## YOUR OBJECTIVE
Match the word "Create". Return each line of the data below where it appears.

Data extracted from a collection
----

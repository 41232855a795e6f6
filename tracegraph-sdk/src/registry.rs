//! The interception registry - which primitives are currently wrapped.
//!
//! Instead of ad hoc reassignment of global bindings, wrapping is governed
//! by an explicit registry: primitives are installed once at session start
//! and can be uninstalled at session end. A wrapper whose primitive is not
//! installed forwards calls unmodified even while tracing is active.

use std::collections::BTreeSet;

use parking_lot::RwLock;

/// Identifier of an interceptable asynchronous primitive.
#[derive(Debug, Clone, Copy, PartialEq, Eq, PartialOrd, Ord, Hash)]
pub enum Primitive {
    /// Network-style one-shot asynchronous call.
    AsyncCall,

    /// Synchronous call wrapper.
    SyncCall,

    /// One-shot deferred callback (timeout).
    Timeout,

    /// Repeating deferred callback (interval).
    Interval,

    /// Event-listener registration.
    EventListener,

    /// Host-reported error ingestion.
    HostError,
}

impl Primitive {
    /// Every primitive the engine knows how to wrap.
    pub const ALL: [Primitive; 6] = [
        Primitive::AsyncCall,
        Primitive::SyncCall,
        Primitive::Timeout,
        Primitive::Interval,
        Primitive::EventListener,
        Primitive::HostError,
    ];
}

/// Thread-safe installed-set for interception.
#[derive(Debug, Default)]
pub struct Registry {
    installed: RwLock<BTreeSet<Primitive>>,
}

impl Registry {
    /// Create a registry with nothing installed.
    pub fn new() -> Self {
        Self::default()
    }

    /// Create a registry with every primitive installed.
    pub fn with_defaults() -> Self {
        let registry = Self::new();
        for primitive in Primitive::ALL {
            registry.install(primitive);
        }
        registry
    }

    /// Install a primitive. Returns `false` if it was already installed.
    pub fn install(&self, primitive: Primitive) -> bool {
        self.installed.write().insert(primitive)
    }

    /// Uninstall a primitive. Returns `false` if it was not installed.
    pub fn uninstall(&self, primitive: Primitive) -> bool {
        self.installed.write().remove(&primitive)
    }

    /// Uninstall everything (session end).
    pub fn uninstall_all(&self) {
        self.installed.write().clear();
    }

    /// Whether a primitive is currently installed.
    pub fn is_installed(&self, primitive: Primitive) -> bool {
        self.installed.read().contains(&primitive)
    }

    /// The currently installed primitives, in stable order.
    pub fn installed(&self) -> Vec<Primitive> {
        self.installed.read().iter().copied().collect()
    }
}

#[cfg(test)]
mod tests {
    use super::*;

    #[test]
    fn defaults_install_everything() {
        let registry = Registry::with_defaults();
        for primitive in Primitive::ALL {
            assert!(registry.is_installed(primitive));
        }
    }

    #[test]
    fn install_uninstall_round_trip() {
        let registry = Registry::new();
        assert!(!registry.is_installed(Primitive::Timeout));

        assert!(registry.install(Primitive::Timeout));
        assert!(!registry.install(Primitive::Timeout));
        assert!(registry.is_installed(Primitive::Timeout));

        assert!(registry.uninstall(Primitive::Timeout));
        assert!(!registry.uninstall(Primitive::Timeout));
        assert!(!registry.is_installed(Primitive::Timeout));
    }

    #[test]
    fn uninstall_all_reverses_session_install() {
        let registry = Registry::with_defaults();
        registry.uninstall_all();
        assert!(registry.installed().is_empty());
    }
}
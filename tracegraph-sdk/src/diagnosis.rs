//! Pattern-based diagnosis over the accumulated timeline.

use std::collections::BTreeMap;
use std::fmt;
use std::panic::{catch_unwind, AssertUnwindSafe};

use parking_lot::RwLock;
use tracegraph_types::{
    current_timestamp_ms, Connection, Diagnosis, Node, NodeId, NodeKind, SanitizedValue, Severity,
    VariableSnapshot,
};

/// Two async calls closer together than this are flagged as tight succession.
pub const TIGHT_SUCCESSION_MS: u64 = 100;

/// Read-only view of the accumulated session history handed to patterns.
#[derive(Debug, Clone, Copy)]
pub struct Timeline<'a> {
    nodes: &'a [Node],
    connections: &'a [Connection],
    snapshots: &'a [VariableSnapshot],
}

impl<'a> Timeline<'a> {
    /// Assemble a view over graph and snapshot slices.
    pub fn new(
        nodes: &'a [Node],
        connections: &'a [Connection],
        snapshots: &'a [VariableSnapshot],
    ) -> Self {
        Self {
            nodes,
            connections,
            snapshots,
        }
    }

    /// All nodes, in creation order.
    pub fn nodes(&self) -> &'a [Node] {
        self.nodes
    }

    /// All connections, in creation order.
    pub fn connections(&self) -> &'a [Connection] {
        self.connections
    }

    /// All variable snapshots, in capture order.
    pub fn snapshots(&self) -> &'a [VariableSnapshot] {
        self.snapshots
    }

    /// Most recent variable snapshot for an execution id.
    pub fn snapshot(&self, execution_id: &str) -> Option<&'a VariableSnapshot> {
        self.snapshots
            .iter()
            .rev()
            .find(|s| s.execution_id == execution_id)
    }

    /// Whether nothing has been recorded at all.
    pub fn is_empty(&self) -> bool {
        self.nodes.is_empty() && self.snapshots.is_empty()
    }
}

/// Evidence returned by a matched pattern condition.
#[derive(Debug, Clone, Default)]
pub struct Match {
    /// Timestamp of the strongest piece of evidence.
    pub timestamp_ms: u64,

    /// The node the finding centers on, if one exists.
    pub subject: Option<NodeId>,

    /// Pattern-specific facts consumed by the solution text.
    pub detail: BTreeMap<String, String>,
}

impl Match {
    /// Evidence centered on one node.
    pub fn on_node(node: &Node) -> Self {
        Self {
            timestamp_ms: node.timestamp_ms,
            subject: Some(node.id.clone()),
            detail: BTreeMap::new(),
        }
    }

    /// Attach a fact (builder style).
    pub fn with_detail(mut self, key: impl Into<String>, value: impl Into<String>) -> Self {
        self.detail.insert(key.into(), value.into());
        self
    }

    /// Look up a fact, empty string if absent.
    pub fn detail(&self, key: &str) -> &str {
        self.detail.get(key).map(String::as_str).unwrap_or("")
    }
}

type Condition = Box<dyn Fn(&Timeline<'_>) -> Option<Match> + Send + Sync>;
type Solution = Box<dyn Fn(&Match) -> String + Send + Sync>;

/// A declarative rule recognizing a known problem signature.
pub struct Pattern {
    name: String,
    severity: Severity,
    condition: Condition,
    solution: Solution,
}

impl Pattern {
    /// Create a pattern from its condition and solution functions.
    pub fn new<C, S>(name: impl Into<String>, severity: Severity, condition: C, solution: S) -> Self
    where
        C: Fn(&Timeline<'_>) -> Option<Match> + Send + Sync + 'static,
        S: Fn(&Match) -> String + Send + Sync + 'static,
    {
        Self {
            name: name.into(),
            severity,
            condition: Box::new(condition),
            solution: Box::new(solution),
        }
    }

    /// The pattern's name, used as the diagnosis type.
    pub fn name(&self) -> &str {
        &self.name
    }
}

impl fmt::Debug for Pattern {
    fn fmt(&self, f: &mut fmt::Formatter<'_>) -> fmt::Result {
        f.debug_struct("Pattern")
            .field("name", &self.name)
            .field("severity", &self.severity)
            .finish_non_exhaustive()
    }
}

/// Holds the ordered pattern list and runs the diagnosis pass.
///
/// Each run is a single synchronous scan over the full current timeline.
/// Diagnoses come back in pattern-registration order; built-ins are
/// registered most-specific first so a report reads from strongest signal
/// to weakest.
#[derive(Debug, Default)]
pub struct DiagnosisEngine {
    patterns: RwLock<Vec<Pattern>>,
}

impl DiagnosisEngine {
    /// Create an engine with no patterns registered.
    pub fn new() -> Self {
        Self::default()
    }

    /// Create an engine with the built-in patterns registered.
    pub fn with_builtins() -> Self {
        let engine = Self::new();
        engine.register_pattern(unresolved_dependency());
        engine.register_pattern(null_access());
        engine.register_pattern(tight_succession());
        engine
    }

    /// Append a pattern to the evaluation order.
    pub fn register_pattern(&self, pattern: Pattern) {
        self.patterns.write().push(pattern);
    }

    /// Number of registered patterns.
    pub fn pattern_count(&self) -> usize {
        self.patterns.read().len()
    }

    /// Scan the timeline once and produce diagnoses.
    ///
    /// A panic inside one pattern's condition is isolated: it is logged,
    /// surfaces as a single HIGH-severity entry, and does not prevent other
    /// patterns from running. A run that matches nothing reports that
    /// explicitly instead of returning an empty list.
    pub fn run(&self, timeline: &Timeline<'_>) -> Vec<Diagnosis> {
        let now = current_timestamp_ms();
        let mut diagnoses = Vec::new();

        for pattern in self.patterns.read().iter() {
            match catch_unwind(AssertUnwindSafe(|| (pattern.condition)(timeline))) {
                Ok(Some(found)) => {
                    let solution = (pattern.solution)(&found);
                    diagnoses.push(Diagnosis::new(
                        &pattern.name,
                        pattern.severity,
                        solution,
                        found.timestamp_ms,
                    ));
                }
                Ok(None) => {}
                Err(_) => {
                    tracing::warn!(pattern = %pattern.name, "pattern evaluation panicked");
                    diagnoses.push(Diagnosis::new(
                        "Diagnosis failure",
                        Severity::High,
                        format!(
                            "Pattern \"{}\" failed to evaluate and was skipped. \
                             Remaining patterns still ran.",
                            pattern.name
                        ),
                        now,
                    ));
                }
            }
        }

        if diagnoses.is_empty() {
            let solution = if timeline.is_empty() {
                "No events recorded yet. Start tracing and exercise the program \
                 to collect a timeline."
            } else {
                "No known problem signatures matched the recorded timeline."
            };
            diagnoses.push(Diagnosis::new(
                "General Analysis",
                Severity::Low,
                solution,
                now,
            ));
        }

        diagnoses
    }
}

/// A failed network call, with its target recovered from the pre-call snapshot.
pub fn unresolved_dependency() -> Pattern {
    Pattern::new(
        "Unresolved dependency",
        Severity::High,
        |timeline| {
            let failed = timeline
                .nodes()
                .iter()
                .find(|n| n.kind == NodeKind::Error && n.label.starts_with("Fetch Error"))?;

            let endpoint = failed
                .execution_id()
                .and_then(|id| timeline.snapshot(&format!("{id}_start")))
                .and_then(|snap| snap.variables.arguments.as_ref())
                .and_then(first_text)
                .unwrap_or_else(|| "an unknown endpoint".into());

            Some(Match::on_node(failed).with_detail("endpoint", endpoint))
        },
        |found| {
            format!(
                "The network request to {} failed. Check: 1) server availability, \
                 2) a typo in the endpoint URL, 3) cross-origin policy errors.",
                found.detail("endpoint")
            )
        },
    )
}

/// An error node whose message points at a null/absent value.
pub fn null_access() -> Pattern {
    Pattern::new(
        "Null value access",
        Severity::Medium,
        |timeline| {
            let node = timeline.nodes().iter().find(|n| {
                if n.kind != NodeKind::Error {
                    return false;
                }
                let label = n.label.to_lowercase();
                label.contains("null") || label.contains("undefined") || label.contains("none")
            })?;
            Some(Match::on_node(node).with_detail("message", &node.label))
        },
        |found| {
            format!(
                "An error mentioned a null or absent value ({}). Guard the access \
                 with an existence check or a default before dereferencing.",
                found.detail("message")
            )
        },
    )
}

/// Two or more async calls fired within [`TIGHT_SUCCESSION_MS`] of each other.
pub fn tight_succession() -> Pattern {
    Pattern::new(
        "Tight async succession",
        Severity::Low,
        |timeline| {
            let mut last: Option<&Node> = None;
            for node in timeline.nodes() {
                if node.kind != NodeKind::AsyncCall {
                    continue;
                }
                if let Some(prev) = last {
                    if node.timestamp_ms.saturating_sub(prev.timestamp_ms) <= TIGHT_SUCCESSION_MS {
                        return Some(
                            Match::on_node(node)
                                .with_detail("first", prev.label.clone())
                                .with_detail("second", node.label.clone()),
                        );
                    }
                }
                last = Some(node);
            }
            None
        },
        |found| {
            format!(
                "{} and {} started within {TIGHT_SUCCESSION_MS}ms of each other. \
                 If they depend on each other, sequence them explicitly; if not, \
                 consider aggregating them into one request.",
                found.detail("first"),
                found.detail("second")
            )
        },
    )
}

----

## ANSWER SECTION
    /// Create a registry with nothing installed.
    /// Create a registry with every primitive installed.
    /// Create a pattern from its condition and solution functions.
    /// Create an engine with no patterns registered.
    /// Create an engine with the built-in patterns registered.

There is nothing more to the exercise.